WHAT YOU SHOULD DO:
Wherever a line of the data contains "match", copy that line.

Stored items from a collection:
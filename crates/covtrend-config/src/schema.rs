//! Configuration schema definitions using serde with validation attributes.

use serde::{Deserialize, Serialize};
use std::fmt;
use std::path::PathBuf;
use std::str::FromStr;
use validator::Validate;

/// Main configuration structure for covtrend.
#[derive(Debug, Clone, Default, Serialize, Deserialize, Validate)]
#[serde(default)]
pub struct Config {
    /// Where the time-series files come from and where they are cached.
    #[validate(nested)]
    pub data: DataConfig,
    /// Which geography and thresholds to analyse.
    #[validate(nested)]
    pub analysis: AnalysisConfig,
    /// Plot output settings.
    #[validate(nested)]
    pub output: OutputConfig,
    /// Logging settings.
    #[validate(nested)]
    pub logging: LoggingSection,
}

/// Dataset source configuration.
#[derive(Debug, Clone, Serialize, Deserialize, Validate)]
#[serde(default)]
pub struct DataConfig {
    /// Source of cumulative confirmed cases (`http(s)://`, `file://` or a path).
    #[validate(length(min = 1, message = "Confirmed source cannot be empty"))]
    #[validate(custom(function = "crate::validation::validate_source", message = "Source must be an http(s):// URL, a file:// URL or a path"))]
    pub confirmed_url: String,
    /// Source of cumulative recoveries.
    #[validate(length(min = 1, message = "Recovered source cannot be empty"))]
    #[validate(custom(function = "crate::validation::validate_source", message = "Source must be an http(s):// URL, a file:// URL or a path"))]
    pub recovered_url: String,
    /// Source of cumulative deaths.
    #[validate(length(min = 1, message = "Deaths source cannot be empty"))]
    #[validate(custom(function = "crate::validation::validate_source", message = "Source must be an http(s):// URL, a file:// URL or a path"))]
    pub deaths_url: String,
    /// Directory the downloaded files are cached in.
    pub data_dir: PathBuf,
    /// Reuse cached files instead of downloading.
    pub offline: bool,
    /// Per-request timeout in seconds.
    #[validate(range(min = 1, max = 3600, message = "Timeout must be between 1 and 3600 seconds"))]
    pub timeout_seconds: u64,
}

/// Analysis target configuration.
#[derive(Debug, Clone, Serialize, Deserialize, Validate)]
#[serde(default)]
pub struct AnalysisConfig {
    /// Country/region as spelled in the dataset.
    #[validate(length(min = 1, message = "Country cannot be empty"))]
    pub country: String,
    /// Optional province/state within `country`.
    #[validate(length(min = 1, message = "Province cannot be empty if specified"))]
    pub province: Option<String>,
    /// Confirmed count that marks day zero.
    #[validate(range(min = 1, max = 1_000_000_000, message = "Confirmed threshold must be between 1 and 1,000,000,000"))]
    pub confirmed_threshold: u64,
    /// Death count that marks day zero.
    #[validate(range(min = 1, max = 1_000_000_000, message = "Death threshold must be between 1 and 1,000,000,000"))]
    pub death_threshold: u64,
    /// Countries drawn on the comparison charts, in palette order.
    #[validate(length(min = 1, max = 10, message = "Between 1 and 10 comparison countries are supported"))]
    pub comparison_countries: Vec<String>,
}

/// Plot output configuration.
#[derive(Debug, Clone, Serialize, Deserialize, Validate)]
#[serde(default)]
pub struct OutputConfig {
    /// Directory plots are written to.
    pub plots_dir: PathBuf,
    /// Image format of the plots in `plots_dir`.
    pub format: ImageFormat,
    /// Image width in pixels.
    #[validate(range(min = 200, max = 8192, message = "Width must be between 200 and 8192 pixels"))]
    pub width: u32,
    /// Image height in pixels.
    #[validate(range(min = 200, max = 8192, message = "Height must be between 200 and 8192 pixels"))]
    pub height: u32,
    /// Extra copy of the death comparison chart; disabled when unset.
    pub summary_image: Option<PathBuf>,
}

/// Logging configuration.
#[derive(Debug, Clone, Serialize, Deserialize, Validate)]
#[serde(default)]
pub struct LoggingSection {
    /// Log level (trace, debug, info, warn, error)
    #[validate(custom(function = "crate::validation::validate_log_level", message = "Log level must be one of: trace, debug, info, warn, error"))]
    pub level: String,
    /// Emit JSON lines instead of human-readable output.
    pub json: bool,
    /// Optional log file path.
    pub file: Option<PathBuf>,
}

/// Output image format.
#[derive(Debug, Clone, Copy, PartialEq, Eq, Default, Serialize, Deserialize)]
#[serde(rename_all = "lowercase")]
pub enum ImageFormat {
    /// Raster PNG.
    #[default]
    Png,
    /// Vector SVG.
    Svg,
}

impl ImageFormat {
    /// File extension without the dot.
    pub fn extension(self) -> &'static str {
        match self {
            Self::Png => "png",
            Self::Svg => "svg",
        }
    }
}

impl fmt::Display for ImageFormat {
    fn fmt(&self, f: &mut fmt::Formatter<'_>) -> fmt::Result {
        f.write_str(self.extension())
    }
}

impl FromStr for ImageFormat {
    type Err = String;

    fn from_str(s: &str) -> Result<Self, Self::Err> {
        match s.trim().to_ascii_lowercase().as_str() {
            "png" => Ok(Self::Png),
            "svg" => Ok(Self::Svg),
            other => Err(format!("unsupported image format '{other}' (expected png or svg)")),
        }
    }
}

impl OutputConfig {
    /// Custom validation for optional output paths
    pub fn validate_output(&self) -> Result<(), validator::ValidationErrors> {
        let mut errors = validator::ValidationErrors::new();

        if let Some(ref path) = self.summary_image {
            if let Err(err) = crate::validation::validate_image_path(path) {
                errors.add("summary_image", err);
            }
        }

        if errors.is_empty() {
            Ok(())
        } else {
            Err(errors)
        }
    }
}

impl Config {
    /// Comprehensive validation of the entire configuration
    pub fn validate_all(&self) -> Result<(), validator::ValidationErrors> {
        // First run the derived field validation
        self.validate()?;

        // Then the checks that depend on optional values
        self.output.validate_output()?;

        Ok(())
    }

    /// Logging settings in the form the common crate initialises from.
    pub fn logging_config(&self) -> covtrend_common::LoggingConfig {
        covtrend_common::LoggingConfig {
            level: self.logging.level.clone(),
            json_format: self.logging.json,
            file_path: self.logging.file.clone(),
            ..covtrend_common::LoggingConfig::default()
        }
    }
}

WRITTEN ANSWER:
        match self {
        match s.trim().to_ascii_lowercase().as_str() {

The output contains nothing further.